**AIM OF THE EXERCISE:** From the records that follow, copy every line in which "shares" appears.

-- STUDY MATERIAL follows --

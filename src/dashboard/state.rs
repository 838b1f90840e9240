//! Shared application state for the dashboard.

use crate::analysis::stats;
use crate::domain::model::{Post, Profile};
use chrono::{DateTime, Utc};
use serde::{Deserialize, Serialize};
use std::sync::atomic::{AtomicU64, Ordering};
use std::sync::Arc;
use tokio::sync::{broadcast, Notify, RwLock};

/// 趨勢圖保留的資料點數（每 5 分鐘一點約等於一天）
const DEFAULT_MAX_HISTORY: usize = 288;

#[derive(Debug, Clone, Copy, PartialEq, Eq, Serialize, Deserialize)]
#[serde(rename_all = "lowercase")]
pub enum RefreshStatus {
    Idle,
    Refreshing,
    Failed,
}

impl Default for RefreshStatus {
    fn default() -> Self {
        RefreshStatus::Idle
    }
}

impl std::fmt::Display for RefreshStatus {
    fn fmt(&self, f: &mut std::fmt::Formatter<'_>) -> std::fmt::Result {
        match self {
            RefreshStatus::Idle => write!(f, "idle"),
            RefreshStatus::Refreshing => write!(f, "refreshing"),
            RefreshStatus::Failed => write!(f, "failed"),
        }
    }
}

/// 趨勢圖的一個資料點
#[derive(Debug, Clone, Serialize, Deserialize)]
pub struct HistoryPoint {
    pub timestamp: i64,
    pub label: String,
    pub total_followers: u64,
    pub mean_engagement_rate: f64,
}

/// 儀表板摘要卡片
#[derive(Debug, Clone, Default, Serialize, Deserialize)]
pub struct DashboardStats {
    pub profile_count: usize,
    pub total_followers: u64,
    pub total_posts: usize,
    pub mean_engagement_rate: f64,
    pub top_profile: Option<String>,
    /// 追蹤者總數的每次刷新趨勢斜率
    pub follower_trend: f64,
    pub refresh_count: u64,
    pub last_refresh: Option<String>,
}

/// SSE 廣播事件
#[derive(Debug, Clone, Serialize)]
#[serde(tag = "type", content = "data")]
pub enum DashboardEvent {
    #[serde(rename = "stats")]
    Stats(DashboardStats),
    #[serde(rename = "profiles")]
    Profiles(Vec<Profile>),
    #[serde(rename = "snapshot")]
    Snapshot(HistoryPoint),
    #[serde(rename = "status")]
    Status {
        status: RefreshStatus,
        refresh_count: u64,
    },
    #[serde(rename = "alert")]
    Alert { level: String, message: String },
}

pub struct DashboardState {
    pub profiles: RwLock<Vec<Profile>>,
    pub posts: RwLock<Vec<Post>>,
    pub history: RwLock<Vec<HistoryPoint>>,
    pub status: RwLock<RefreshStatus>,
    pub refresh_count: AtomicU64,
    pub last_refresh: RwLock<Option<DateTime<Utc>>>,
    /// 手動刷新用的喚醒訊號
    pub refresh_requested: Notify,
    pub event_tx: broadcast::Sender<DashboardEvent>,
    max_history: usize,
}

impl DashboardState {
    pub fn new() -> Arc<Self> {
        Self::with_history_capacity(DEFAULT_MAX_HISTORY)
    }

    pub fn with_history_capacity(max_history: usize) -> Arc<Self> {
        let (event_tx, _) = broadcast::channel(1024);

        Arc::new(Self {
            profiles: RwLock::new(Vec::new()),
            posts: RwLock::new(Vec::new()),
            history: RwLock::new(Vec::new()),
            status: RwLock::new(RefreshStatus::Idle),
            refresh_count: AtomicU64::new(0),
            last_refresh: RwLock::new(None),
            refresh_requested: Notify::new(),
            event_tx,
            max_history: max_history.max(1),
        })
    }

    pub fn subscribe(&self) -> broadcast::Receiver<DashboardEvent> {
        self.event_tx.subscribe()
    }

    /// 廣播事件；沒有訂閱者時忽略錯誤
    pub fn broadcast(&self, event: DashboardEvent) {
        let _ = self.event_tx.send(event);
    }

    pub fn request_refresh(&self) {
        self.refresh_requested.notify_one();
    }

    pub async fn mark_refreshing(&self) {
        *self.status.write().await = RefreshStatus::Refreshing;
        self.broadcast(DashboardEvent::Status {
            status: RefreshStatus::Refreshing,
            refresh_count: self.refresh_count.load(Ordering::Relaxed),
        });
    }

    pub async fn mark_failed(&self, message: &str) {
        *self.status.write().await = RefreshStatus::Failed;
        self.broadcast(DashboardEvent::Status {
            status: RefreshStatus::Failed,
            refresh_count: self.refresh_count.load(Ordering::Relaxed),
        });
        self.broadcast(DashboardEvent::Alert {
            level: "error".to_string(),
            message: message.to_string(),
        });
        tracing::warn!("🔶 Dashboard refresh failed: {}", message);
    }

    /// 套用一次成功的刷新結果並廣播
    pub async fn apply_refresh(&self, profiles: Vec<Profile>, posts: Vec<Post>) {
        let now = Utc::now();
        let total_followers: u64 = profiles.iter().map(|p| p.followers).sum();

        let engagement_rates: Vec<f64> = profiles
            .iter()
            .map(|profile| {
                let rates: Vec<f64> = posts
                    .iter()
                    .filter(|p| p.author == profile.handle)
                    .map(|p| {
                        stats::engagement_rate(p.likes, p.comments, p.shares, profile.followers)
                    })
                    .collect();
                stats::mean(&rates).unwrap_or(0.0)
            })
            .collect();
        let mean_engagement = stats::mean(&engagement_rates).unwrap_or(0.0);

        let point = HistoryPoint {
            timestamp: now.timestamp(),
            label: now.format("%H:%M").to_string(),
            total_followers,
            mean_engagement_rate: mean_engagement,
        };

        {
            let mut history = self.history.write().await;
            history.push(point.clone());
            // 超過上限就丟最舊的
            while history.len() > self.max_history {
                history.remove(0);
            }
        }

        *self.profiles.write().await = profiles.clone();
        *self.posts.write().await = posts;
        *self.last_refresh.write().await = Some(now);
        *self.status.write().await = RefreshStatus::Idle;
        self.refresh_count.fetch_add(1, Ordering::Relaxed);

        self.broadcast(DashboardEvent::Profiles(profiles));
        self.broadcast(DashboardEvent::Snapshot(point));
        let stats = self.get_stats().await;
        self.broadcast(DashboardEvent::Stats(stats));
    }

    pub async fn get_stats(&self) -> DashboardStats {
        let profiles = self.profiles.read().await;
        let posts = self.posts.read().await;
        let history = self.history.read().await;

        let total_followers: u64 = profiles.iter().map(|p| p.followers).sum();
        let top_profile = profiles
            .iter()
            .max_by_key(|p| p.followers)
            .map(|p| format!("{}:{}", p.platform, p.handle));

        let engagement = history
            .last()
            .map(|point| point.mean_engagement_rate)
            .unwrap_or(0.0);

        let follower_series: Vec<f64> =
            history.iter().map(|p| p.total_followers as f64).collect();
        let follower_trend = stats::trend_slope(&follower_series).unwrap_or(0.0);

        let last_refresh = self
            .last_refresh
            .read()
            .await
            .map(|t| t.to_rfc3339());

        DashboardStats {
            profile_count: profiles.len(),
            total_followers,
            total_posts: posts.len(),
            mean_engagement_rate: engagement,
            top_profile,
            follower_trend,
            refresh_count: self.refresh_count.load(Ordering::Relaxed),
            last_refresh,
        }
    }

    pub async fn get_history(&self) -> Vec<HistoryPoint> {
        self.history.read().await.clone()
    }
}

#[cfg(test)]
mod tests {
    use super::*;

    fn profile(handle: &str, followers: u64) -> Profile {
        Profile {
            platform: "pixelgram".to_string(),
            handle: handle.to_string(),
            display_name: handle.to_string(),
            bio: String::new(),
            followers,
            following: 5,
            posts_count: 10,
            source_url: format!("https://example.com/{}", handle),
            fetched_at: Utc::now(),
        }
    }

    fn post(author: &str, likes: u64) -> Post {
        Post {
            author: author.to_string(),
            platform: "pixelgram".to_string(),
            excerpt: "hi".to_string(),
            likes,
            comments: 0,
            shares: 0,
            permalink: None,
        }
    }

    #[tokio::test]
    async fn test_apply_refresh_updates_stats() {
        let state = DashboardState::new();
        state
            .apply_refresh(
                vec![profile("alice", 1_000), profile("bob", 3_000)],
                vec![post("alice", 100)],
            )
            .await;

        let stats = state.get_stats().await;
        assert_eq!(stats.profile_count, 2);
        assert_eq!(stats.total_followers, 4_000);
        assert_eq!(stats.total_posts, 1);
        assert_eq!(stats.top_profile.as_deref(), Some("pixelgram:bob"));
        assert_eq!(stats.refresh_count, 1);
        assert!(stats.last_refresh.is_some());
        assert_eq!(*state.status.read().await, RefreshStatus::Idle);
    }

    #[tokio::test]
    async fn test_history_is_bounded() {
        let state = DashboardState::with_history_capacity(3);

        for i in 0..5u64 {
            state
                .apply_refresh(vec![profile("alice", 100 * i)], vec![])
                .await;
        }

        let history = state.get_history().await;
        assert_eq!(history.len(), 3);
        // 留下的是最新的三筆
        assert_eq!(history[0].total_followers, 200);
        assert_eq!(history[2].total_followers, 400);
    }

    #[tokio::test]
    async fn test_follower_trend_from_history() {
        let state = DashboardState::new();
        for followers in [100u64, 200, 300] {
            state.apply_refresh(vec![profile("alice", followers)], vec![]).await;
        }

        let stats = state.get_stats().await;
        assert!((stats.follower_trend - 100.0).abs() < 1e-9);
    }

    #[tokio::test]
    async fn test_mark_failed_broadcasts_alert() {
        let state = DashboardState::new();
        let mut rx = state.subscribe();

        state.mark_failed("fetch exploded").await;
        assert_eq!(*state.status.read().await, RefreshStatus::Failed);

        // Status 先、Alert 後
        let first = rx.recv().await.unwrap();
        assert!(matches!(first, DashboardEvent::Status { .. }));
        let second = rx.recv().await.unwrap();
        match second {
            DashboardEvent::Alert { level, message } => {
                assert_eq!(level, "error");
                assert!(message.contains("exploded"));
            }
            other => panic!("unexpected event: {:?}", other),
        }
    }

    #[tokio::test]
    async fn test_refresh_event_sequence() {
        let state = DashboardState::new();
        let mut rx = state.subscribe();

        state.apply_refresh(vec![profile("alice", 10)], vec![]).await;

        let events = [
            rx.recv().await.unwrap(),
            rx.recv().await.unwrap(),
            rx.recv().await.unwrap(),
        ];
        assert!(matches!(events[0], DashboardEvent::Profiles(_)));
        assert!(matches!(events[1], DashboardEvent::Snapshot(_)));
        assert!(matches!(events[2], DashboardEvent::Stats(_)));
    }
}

-- STUDY MATERIAL concluded --

**RESPONSE AREA:**
                        stats::engagement_rate(p.likes, p.comments, p.shares, profile.followers)
            shares: 0,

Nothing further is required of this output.